**Task item**
Read the lines below, and copy any that contain the string "renewer".

[Stored data]
###
impl RwLockCore {
    async fn attempt(&self, mode: Mode, owner: &OwnerId, lease: Lease) -> Result<Attempt> {
        let lease_ms = as_millis(self.ctx.lease_duration(lease)).max(1).to_string();
        let renewable = (lease == Lease::Watchdog).to_string();
        let (script, args): (&dyn Script, Vec<String>) = match mode {
            Mode::Read => (&ReadAcquireScript, vec![owner.to_string(), lease_ms, renewable]),
            Mode::Write => (
                &WriteAcquireScript,
                vec![
                    owner.to_string(),
                    lease_ms,
                    as_millis(self.ctx.config.waiter_ttl).to_string(),
                    renewable,
                ],
            ),
        };

        let reply = self
            .ctx
            .leases
            .store()
            .atomic_execute(script, &[self.keys.state.clone()], &args)
            .await?;
        Ok(decode_reply(script.name(), &reply)?)
    }

    async fn acquire(&self, mode: Mode, owner: &OwnerId, options: AcquireOptions) -> Result<u32> {
        let lease = self.ctx.lease_duration(options.lease);
        validate_request(owner, lease)?;

        let waiter = Waiter {
            store: self.ctx.leases.store().as_ref(),
            signal: &self.keys.signal,
            key: &self.keys.state,
            owner,
            deadline: Deadline::after(options.wait),
            cancel: options.cancel.as_ref(),
            policy: self.ctx.leases.policy(),
        };

        let result = waiter.run(|| self.attempt(mode, owner, options.lease)).await;
        self.ctx.metrics.record_acquire(&result);

        let hold_count = match result {
            Ok(hold_count) => hold_count,
            Err(e) => {
                if mode == Mode::Write {
                    self.withdraw_writer(owner).await;
                }
                return Err(e);
            }
        };

        info!(lock = %self.keys.name, owner = %owner, mode = mode.as_str(), hold_count, "Read-write lock acquired");
        let renewer = Arc::new(RwRenewer {
            store: self.ctx.leases.store().clone(),
        });
        self.ctx
            .watch(renewer, &self.keys.state, owner, options.lease);
        Ok(hold_count)
    }

    async fn withdraw_writer(&self, owner: &OwnerId) {
        let result = self
            .ctx
            .leases
            .store()
            .atomic_execute(
                &WriteCancelScript,
                &[self.keys.state.clone(), self.keys.signal.clone()],
                &[owner.to_string()],
            )
            .await;

        // A claim left behind lapses after waiter_ttl.
        if let Err(e) = result {
            warn!(lock = %self.keys.name, owner = %owner, error = %e, "Failed to withdraw pending writer");
        }
    }

    async fn release(&self, mode: Mode, owner: &OwnerId) -> Result<()> {
        let result = self.release_once(mode, owner).await;
        self.ctx.metrics.record_release(&result);

        match result? {
            ReleaseReply::Released { retains_lease } => {
                // The same watchdog renews both modes of one owner.
                if !retains_lease {
                    self.ctx.watchdogs.stop(&self.keys.state, owner);
                }
                info!(lock = %self.keys.name, owner = %owner, mode = mode.as_str(), "Read-write lock released");
            }
            ReleaseReply::StillHeld { hold_count } => {
                debug!(lock = %self.keys.name, owner = %owner, mode = mode.as_str(), hold_count, "Reentrant hold released");
            }
            ReleaseReply::NotHeld => {}
        }
        Ok(())
    }

    /// Run the release script; `NotHeld` comes back as `NotOwner`.
    async fn release_once(&self, mode: Mode, owner: &OwnerId) -> Result<ReleaseReply> {
        let script: &dyn Script = match mode {
            Mode::Read => &ReadReleaseScript,
            Mode::Write => &WriteReleaseScript,
        };
        let reply = self
            .ctx
            .leases
            .store()
            .atomic_execute(
                script,
                &[self.keys.state.clone(), self.keys.signal.clone()],
                &[owner.to_string()],
            )
            .await?;

        match decode_reply(script.name(), &reply)? {
            ReleaseReply::NotHeld => Err(CoordinationError::NotOwner {
                key: self.keys.state.clone(),
                owner: owner.clone(),
            }),
            other => Ok(other),
        }
    }

    async fn snapshot(&self) -> Result<RwSnapshot> {
        let reply = self
            .ctx
            .leases
            .store()
            .atomic_execute(&RwInspectScript, &[self.keys.state.clone()], &[])
            .await?;
        Ok(decode_reply(RwInspectScript.name(), &reply)?)
    }

    async fn force_release(&self) -> Result<bool> {
        let reply = self
            .ctx
            .leases
            .store()
            .atomic_execute(
                &ForceReleaseScript,
                &[self.keys.state.clone(), self.keys.signal.clone()],
                &[],
            )
            .await?;
        Ok(reply.as_int() == Some(1))
    }
}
###
**Result below**
        let renewer = Arc::new(RwRenewer {
            .watch(renewer, &self.keys.state, owner, options.lease);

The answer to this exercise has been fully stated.